### What to do
Your task is to copy every line below that contains the word "clones".

Stored data
★ ★ ★ ★
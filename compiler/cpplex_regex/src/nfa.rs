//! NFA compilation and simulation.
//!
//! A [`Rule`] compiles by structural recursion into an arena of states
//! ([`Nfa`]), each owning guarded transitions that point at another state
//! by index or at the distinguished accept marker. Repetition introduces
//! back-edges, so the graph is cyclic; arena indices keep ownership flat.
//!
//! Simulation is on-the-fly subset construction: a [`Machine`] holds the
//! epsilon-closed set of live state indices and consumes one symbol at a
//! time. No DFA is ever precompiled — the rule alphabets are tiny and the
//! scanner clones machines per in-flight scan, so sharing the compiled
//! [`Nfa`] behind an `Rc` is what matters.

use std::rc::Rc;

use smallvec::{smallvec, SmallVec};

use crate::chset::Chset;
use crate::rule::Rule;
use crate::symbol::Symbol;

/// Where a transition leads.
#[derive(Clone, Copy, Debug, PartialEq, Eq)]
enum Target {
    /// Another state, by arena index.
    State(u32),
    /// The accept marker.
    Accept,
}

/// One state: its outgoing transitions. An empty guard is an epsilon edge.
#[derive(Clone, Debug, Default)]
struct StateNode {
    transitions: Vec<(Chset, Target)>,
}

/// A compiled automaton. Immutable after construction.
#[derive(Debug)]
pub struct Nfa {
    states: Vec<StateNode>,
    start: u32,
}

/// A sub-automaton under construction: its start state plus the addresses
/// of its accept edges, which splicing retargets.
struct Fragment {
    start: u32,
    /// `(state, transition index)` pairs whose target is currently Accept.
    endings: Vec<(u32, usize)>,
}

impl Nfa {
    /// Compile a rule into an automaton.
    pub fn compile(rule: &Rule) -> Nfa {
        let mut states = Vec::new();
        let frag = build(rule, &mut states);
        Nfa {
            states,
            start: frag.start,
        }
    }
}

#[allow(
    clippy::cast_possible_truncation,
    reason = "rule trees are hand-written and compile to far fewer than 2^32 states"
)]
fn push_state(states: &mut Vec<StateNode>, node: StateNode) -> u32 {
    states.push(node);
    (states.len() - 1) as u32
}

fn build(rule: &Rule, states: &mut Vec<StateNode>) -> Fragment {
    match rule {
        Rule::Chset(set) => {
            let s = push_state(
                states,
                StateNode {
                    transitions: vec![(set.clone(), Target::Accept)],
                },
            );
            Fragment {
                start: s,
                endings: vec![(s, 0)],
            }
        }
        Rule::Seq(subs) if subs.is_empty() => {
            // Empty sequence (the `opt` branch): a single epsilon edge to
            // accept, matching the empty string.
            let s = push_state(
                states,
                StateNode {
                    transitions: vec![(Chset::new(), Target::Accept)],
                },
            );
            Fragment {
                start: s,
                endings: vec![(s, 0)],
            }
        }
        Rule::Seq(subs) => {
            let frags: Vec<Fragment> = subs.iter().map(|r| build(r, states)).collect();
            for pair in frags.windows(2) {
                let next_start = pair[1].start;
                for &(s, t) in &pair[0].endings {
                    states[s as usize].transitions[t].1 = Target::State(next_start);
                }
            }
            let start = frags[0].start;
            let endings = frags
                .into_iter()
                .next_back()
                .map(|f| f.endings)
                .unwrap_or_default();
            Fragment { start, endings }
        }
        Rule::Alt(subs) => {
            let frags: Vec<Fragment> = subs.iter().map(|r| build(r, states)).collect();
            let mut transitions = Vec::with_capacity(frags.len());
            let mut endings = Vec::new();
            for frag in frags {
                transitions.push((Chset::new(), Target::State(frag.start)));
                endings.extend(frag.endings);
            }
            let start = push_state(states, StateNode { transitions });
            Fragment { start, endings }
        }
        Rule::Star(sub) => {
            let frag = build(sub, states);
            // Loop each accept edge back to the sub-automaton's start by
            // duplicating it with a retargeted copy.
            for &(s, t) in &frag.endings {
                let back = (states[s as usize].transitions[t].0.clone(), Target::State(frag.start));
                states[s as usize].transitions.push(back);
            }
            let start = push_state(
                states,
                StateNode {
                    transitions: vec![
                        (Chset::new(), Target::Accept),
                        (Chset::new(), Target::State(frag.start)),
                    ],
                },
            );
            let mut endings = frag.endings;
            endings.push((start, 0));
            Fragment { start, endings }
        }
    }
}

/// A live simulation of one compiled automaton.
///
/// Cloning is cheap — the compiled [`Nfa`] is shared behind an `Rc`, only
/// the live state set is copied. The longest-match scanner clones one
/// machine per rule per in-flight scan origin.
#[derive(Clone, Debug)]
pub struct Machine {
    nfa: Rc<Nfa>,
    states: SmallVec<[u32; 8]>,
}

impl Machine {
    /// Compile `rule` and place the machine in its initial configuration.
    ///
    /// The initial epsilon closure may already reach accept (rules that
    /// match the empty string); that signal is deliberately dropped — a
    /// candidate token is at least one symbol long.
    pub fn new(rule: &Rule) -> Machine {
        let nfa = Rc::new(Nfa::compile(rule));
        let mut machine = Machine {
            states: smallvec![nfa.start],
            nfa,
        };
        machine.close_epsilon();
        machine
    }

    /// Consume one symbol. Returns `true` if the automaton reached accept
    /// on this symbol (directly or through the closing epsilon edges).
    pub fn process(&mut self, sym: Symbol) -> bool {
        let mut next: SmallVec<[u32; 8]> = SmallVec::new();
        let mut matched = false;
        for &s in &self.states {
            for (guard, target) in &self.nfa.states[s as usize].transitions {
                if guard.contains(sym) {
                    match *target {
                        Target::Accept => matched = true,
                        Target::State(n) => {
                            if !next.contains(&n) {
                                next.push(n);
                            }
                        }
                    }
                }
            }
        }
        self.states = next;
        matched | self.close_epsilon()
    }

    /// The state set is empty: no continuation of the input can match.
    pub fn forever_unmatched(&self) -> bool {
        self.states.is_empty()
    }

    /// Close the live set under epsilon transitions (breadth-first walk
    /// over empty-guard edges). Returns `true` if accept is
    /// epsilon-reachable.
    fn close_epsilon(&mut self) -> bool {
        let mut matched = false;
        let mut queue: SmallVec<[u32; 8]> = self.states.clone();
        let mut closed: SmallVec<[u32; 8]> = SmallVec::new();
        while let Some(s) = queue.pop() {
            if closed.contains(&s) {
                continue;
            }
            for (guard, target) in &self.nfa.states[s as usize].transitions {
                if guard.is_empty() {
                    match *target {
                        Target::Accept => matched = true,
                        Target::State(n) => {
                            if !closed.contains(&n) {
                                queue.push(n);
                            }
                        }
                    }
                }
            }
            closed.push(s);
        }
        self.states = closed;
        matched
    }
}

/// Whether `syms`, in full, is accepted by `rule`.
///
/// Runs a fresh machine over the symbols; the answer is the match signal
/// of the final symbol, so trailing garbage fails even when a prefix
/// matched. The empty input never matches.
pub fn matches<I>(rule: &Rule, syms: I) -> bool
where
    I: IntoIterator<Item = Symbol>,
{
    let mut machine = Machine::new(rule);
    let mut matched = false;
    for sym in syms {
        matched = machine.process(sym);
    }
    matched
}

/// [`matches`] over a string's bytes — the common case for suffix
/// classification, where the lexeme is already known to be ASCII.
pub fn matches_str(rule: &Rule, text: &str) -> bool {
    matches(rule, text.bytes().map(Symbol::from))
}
★ ★ ★ ★
### Task result
//! scanner clones machines per in-flight scan, so sharing the compiled
/// the live state set is copied. The longest-match scanner clones one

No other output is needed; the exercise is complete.